Although getting pregnant is an exciting (life-altering) experience for most women, it can be a bit overwhelming with frequent doctor visits and all theinformation to digest and decisions to make。Not to mention all the unsolicited advice you’ll possibly get: “Do this, don’t do that, eat this, not that, remember this, etc.”
虽然未经请求的建议可能有点压力,但您对医生的旅行不应该是。确保您的健康状况和宝宝的重要组成部分在您怀孕期间拥有某些产前和筛查测试。
“Prenatal testing is important because it provides information to the mother and allows her to make well-informed decisions regarding her baby,” said林恩·科普拉, MD, a maternal and fetal medicine specialist at横幅——大学医学中心涂cson。“In high-risk cases, it allows for optimal planning for multi-disciplinary care prior to the delivery.”
Your doctor will perform a series of assessments over the course of your pregnancy to make sure you and your baby are staying healthy. These tests also let your doctor know if they need to adjust or to accommodate your care for any special conditions.
Prenatal Screening Tests: What to Expect During Every Trimester
Pregnancy includes an array of routine and specialized tests. We’ve put together a list of the screening tests you can expect— or may consider—during yourfirst,second和第三trimester when it comes to tracking your baby’s health and your own.
Optional Testing: Chromosomal and Genetic Screening and Testing*
Based on your health and家史, your doctor can also use prenatal screenings and diagnostic tests:
- 遗传筛查可以识别你的宝宝是否或多或少有可能有一定的出生缺陷,但他们不会告诉你他们是否有条件。这些包括血液测试和超声波。
- Diagnostic tests将要确认结果whether your baby has any birth defects or genetic or chromosomal disorders, such as cystic fibrosis orDown syndrome。这些试验包括羊膜穿刺和绒毛膜绒毛采样。
Although genetic screening tests are routinely offered to all women, they are considered optional. Diagnostic tests are generally reserved for women with high-risk results. Diagnostic tests can help you learn more about your baby’s condition and how to care for them after delivery.
“Most pregnant women have a low risk of having a baby with a significant genetic condition but still may consider genetic screening tests to determine the chance of this happening,” Dr. Coppola said. “Talk to your doctor about which prenatal tests are right for you.”
遗传筛查:
- A nuchal translucency (11-14 weeks)is an ultrasound scan that measures the size of the clear space in the tissue at the back of the baby’s neck to screen for fetal abnormalities.
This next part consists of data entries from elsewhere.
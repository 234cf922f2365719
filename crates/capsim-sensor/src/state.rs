//! Sensor session state.
//!
//! One instance per emulated sensor, owned by the protocol engine and
//! mutated only through the command dispatcher's entry points. External
//! readers (console, dashboards) get shared references and the read
//! accessors; fields that encode protocol invariants have no public
//! setters outside the dispatcher-facing ones here, so the
//! compensation-tracking status bit can never drift from reality.

use capsim_host_protocol::{STATUS2_COMP_MISSING, STATUS2_ZERO_IN_PROGRESS, ZERO_DURATION_MS};

/// The sensor's authoritative mutable state.
#[derive(Debug, Clone)]
pub struct SensorState {
    continuous_mode: bool,
    initialized: bool,
    sync_counter: u8,

    barometric_pressure: u16,
    o2_compensation: u8,
    balance_gas: u8,
    anesthetic_agent: u16,
    gas_temp: u16,
    etco2_time_period: u8,
    no_breath_timeout: u8,
    co2_units: u8,

    zero_in_progress: bool,
    zero_start_ms: u64,
    compensations_set: bool,
    status_byte1: u8,
    status_byte2: u8,

    etco2: u16,
    resp_rate: u16,
    insp_co2: u16,
}

impl Default for SensorState {
    fn default() -> Self {
        Self::new()
    }
}

impl SensorState {
    /// Create a state with the device's power-on defaults.
    ///
    /// Status byte 2 starts with the compensations-missing bit raised;
    /// it clears the first time pressure or gas compensations are written.
    pub fn new() -> Self {
        SensorState {
            continuous_mode: false,
            initialized: false,
            sync_counter: 0,
            barometric_pressure: 760,
            o2_compensation: 16,
            balance_gas: 0,
            anesthetic_agent: 0,
            gas_temp: 350,
            etco2_time_period: 10,
            no_breath_timeout: 20,
            co2_units: 0,
            zero_in_progress: false,
            zero_start_ms: 0,
            compensations_set: false,
            status_byte1: 0,
            status_byte2: STATUS2_COMP_MISSING,
            etco2: 380,
            resp_rate: 15,
            insp_co2: 0,
        }
    }

    // ========================================================================
    // Continuous mode
    // ========================================================================

    /// Enter continuous mode, marking the session initialized and resetting
    /// the sync counter.
    pub fn start_continuous_mode(&mut self) {
        self.continuous_mode = true;
        self.initialized = true;
        self.sync_counter = 0;
    }

    /// Leave continuous mode.
    pub fn stop_continuous_mode(&mut self) {
        self.continuous_mode = false;
    }

    /// Whether unsolicited waveform streaming is active.
    pub fn is_continuous_mode(&self) -> bool {
        self.continuous_mode
    }

    /// Whether continuous mode has been started at least once.
    pub fn is_initialized(&self) -> bool {
        self.initialized
    }

    /// Return the current sync counter and advance it, wrapping at 128.
    pub fn take_sync(&mut self) -> u8 {
        let value = self.sync_counter;
        self.sync_counter = (self.sync_counter + 1) & 0x7F;
        value
    }

    // ========================================================================
    // Configured parameters
    // ========================================================================

    /// Set the barometric pressure. Marks compensations as configured.
    pub fn set_barometric_pressure(&mut self, value: u16) {
        self.barometric_pressure = value;
        self.mark_compensations_set();
    }

    /// Configured barometric pressure.
    pub fn barometric_pressure(&self) -> u16 {
        self.barometric_pressure
    }

    /// Set the gas temperature.
    pub fn set_gas_temp(&mut self, value: u16) {
        self.gas_temp = value;
    }

    /// Configured gas temperature.
    pub fn gas_temp(&self) -> u16 {
        self.gas_temp
    }

    /// Set the ETCO2 averaging time period.
    pub fn set_etco2_time_period(&mut self, value: u8) {
        self.etco2_time_period = value;
    }

    /// Configured ETCO2 averaging time period.
    pub fn etco2_time_period(&self) -> u8 {
        self.etco2_time_period
    }

    /// Set the no-breath timeout.
    pub fn set_no_breath_timeout(&mut self, value: u8) {
        self.no_breath_timeout = value;
    }

    /// Configured no-breath timeout.
    pub fn no_breath_timeout(&self) -> u8 {
        self.no_breath_timeout
    }

    /// Set the CO2 display units selector.
    pub fn set_co2_units(&mut self, value: u8) {
        self.co2_units = value;
    }

    /// Configured CO2 display units selector.
    pub fn co2_units(&self) -> u8 {
        self.co2_units
    }

    /// Set all gas compensations. Marks compensations as configured.
    pub fn set_gas_compensations(&mut self, o2: u8, balance_gas: u8, anesthetic_agent: u16) {
        self.o2_compensation = o2;
        self.balance_gas = balance_gas;
        self.anesthetic_agent = anesthetic_agent;
        self.mark_compensations_set();
    }

    /// Configured O2 compensation.
    pub fn o2_compensation(&self) -> u8 {
        self.o2_compensation
    }

    /// Configured balance gas selector.
    pub fn balance_gas(&self) -> u8 {
        self.balance_gas
    }

    /// Configured anesthetic agent concentration.
    pub fn anesthetic_agent(&self) -> u16 {
        self.anesthetic_agent
    }

    fn mark_compensations_set(&mut self) {
        self.compensations_set = true;
        self.status_byte2 &= !STATUS2_COMP_MISSING;
    }

    /// Whether pressure or gas compensations have ever been written.
    /// Monotonic: never returns to false.
    pub fn is_compensations_set(&self) -> bool {
        self.compensations_set
    }

    // ========================================================================
    // Zero calibration
    // ========================================================================

    /// Whether a zero request would currently be accepted.
    pub fn can_start_zero(&self) -> bool {
        self.compensations_set && !self.zero_in_progress
    }

    /// Begin a zero cycle at `now_ms`, raising the in-progress status bits.
    ///
    /// Gating (compensations configured, no cycle running) is the calling
    /// command handler's job; this only records the start.
    pub fn start_zero(&mut self, now_ms: u64) {
        self.zero_in_progress = true;
        self.zero_start_ms = now_ms;
        self.status_byte2 |= STATUS2_ZERO_IN_PROGRESS;
    }

    /// Advance the zero cycle against the clock.
    ///
    /// Called once per control-loop iteration; completion is purely
    /// time-driven and independent of frame traffic.
    pub fn tick_zero(&mut self, now_ms: u64) {
        if self.zero_in_progress && now_ms.saturating_sub(self.zero_start_ms) > ZERO_DURATION_MS {
            self.zero_in_progress = false;
            self.status_byte2 &= !STATUS2_ZERO_IN_PROGRESS;
            log::info!("zero calibration complete");
        }
    }

    /// Whether a zero cycle is running.
    pub fn is_zero_in_progress(&self) -> bool {
        self.zero_in_progress
    }

    // ========================================================================
    // Status bytes
    // ========================================================================

    /// Transient/alarm status byte.
    pub fn status_byte1(&self) -> u8 {
        self.status_byte1
    }

    /// Persistent status byte.
    pub fn status_byte2(&self) -> u8 {
        self.status_byte2
    }

    /// Reserved status byte, always zero.
    pub fn status_byte3(&self) -> u8 {
        0
    }

    /// OR alarm bits into status byte 1.
    pub fn or_status_byte1(&mut self, bits: u8) {
        self.status_byte1 |= bits;
    }

    /// Clear status byte 1 (the reset no-breath/alarm latch command).
    pub fn clear_status_byte1(&mut self) {
        self.status_byte1 = 0;
    }

    // ========================================================================
    // Derived parameters
    // ========================================================================

    /// Refresh the reported derived parameters from the waveform source.
    pub fn update_parameters(&mut self, etco2: u16, resp_rate: u16) {
        self.etco2 = etco2;
        self.resp_rate = resp_rate;
    }

    /// Last-reported end-tidal CO2.
    pub fn etco2(&self) -> u16 {
        self.etco2
    }

    /// Last-reported respiratory rate.
    pub fn resp_rate(&self) -> u16 {
        self.resp_rate
    }

    /// Last-reported inspired CO2.
    pub fn insp_co2(&self) -> u16 {
        self.insp_co2
    }
}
- A non-invasive prenatal cell-free DNA screening (after 10 weeks)is now offered for all pregnant women to identify if their baby is higher risk for chromosome abnormalities. This blood test screens for Down Syndrome (Trisomy 21) and Trisomy 18, 13 and sex chromosome abnormalities.
- A quad screen (15-20 weeks)是一种孕产妇血液筛查,用于寻找血液中的特定物质,与您的年龄和种族相结合,以评估遗传疾病的概率。
Diagnostic Tests:
- 诊断测试,如绒毛膜绒毛采样(11-14周)或羊膜穿刺(15周后)are used for a definitive diagnosis of a genetic condition. These invasive tests take a sample of the placenta or amniotic fluid with a needle.
Speak to a Genetic Counselor
产前筛查和诊断测试可以帮助您提出重要的医疗保健决策,但重要的是与您的医生或遗传顾问谈论结果以及它们的意思很重要。一个遗传辅导员可以帮助您决定在积极的结果之后做什么,如果他们患有疾病,那么你的孩子会发生什么样的生活。
Related Reading
*If you’re considering chromosomal or genetic screening and tests, talk to your doctor. If you have private insurance, check for insurance coverage and a preferred lab. Some insurance companies don’t cover some genetic testing. If not covered, call or discuss with your doctor.